(Records shown Opens)
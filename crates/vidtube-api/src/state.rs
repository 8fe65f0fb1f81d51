use std::sync::Arc;

use vidtube_db::sea_orm::DatabaseConnection;
use vidtube_session::SessionService;

#[derive(Clone)]
pub struct AppState {
    pub db: Arc<DatabaseConnection>,
    pub sessions: Arc<SessionService>,
    pub allowed_origins: Arc<Vec<String>>,
}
(Records shown Closes)
Every entry should be printed again exactly as it stands.

filename crates/vidtube-api/src/state.rs
repository 8fe65f0fb1f81d51
use std::sync::Arc;

use vidtube_db::sea_orm::DatabaseConnection;
use vidtube_session::SessionService;

#[derive(Clone)]
pub struct AppState {
    pub db: Arc<DatabaseConnection>,
    pub sessions: Arc<SessionService>,
    pub allowed_origins: Arc<Vec<String>>,
}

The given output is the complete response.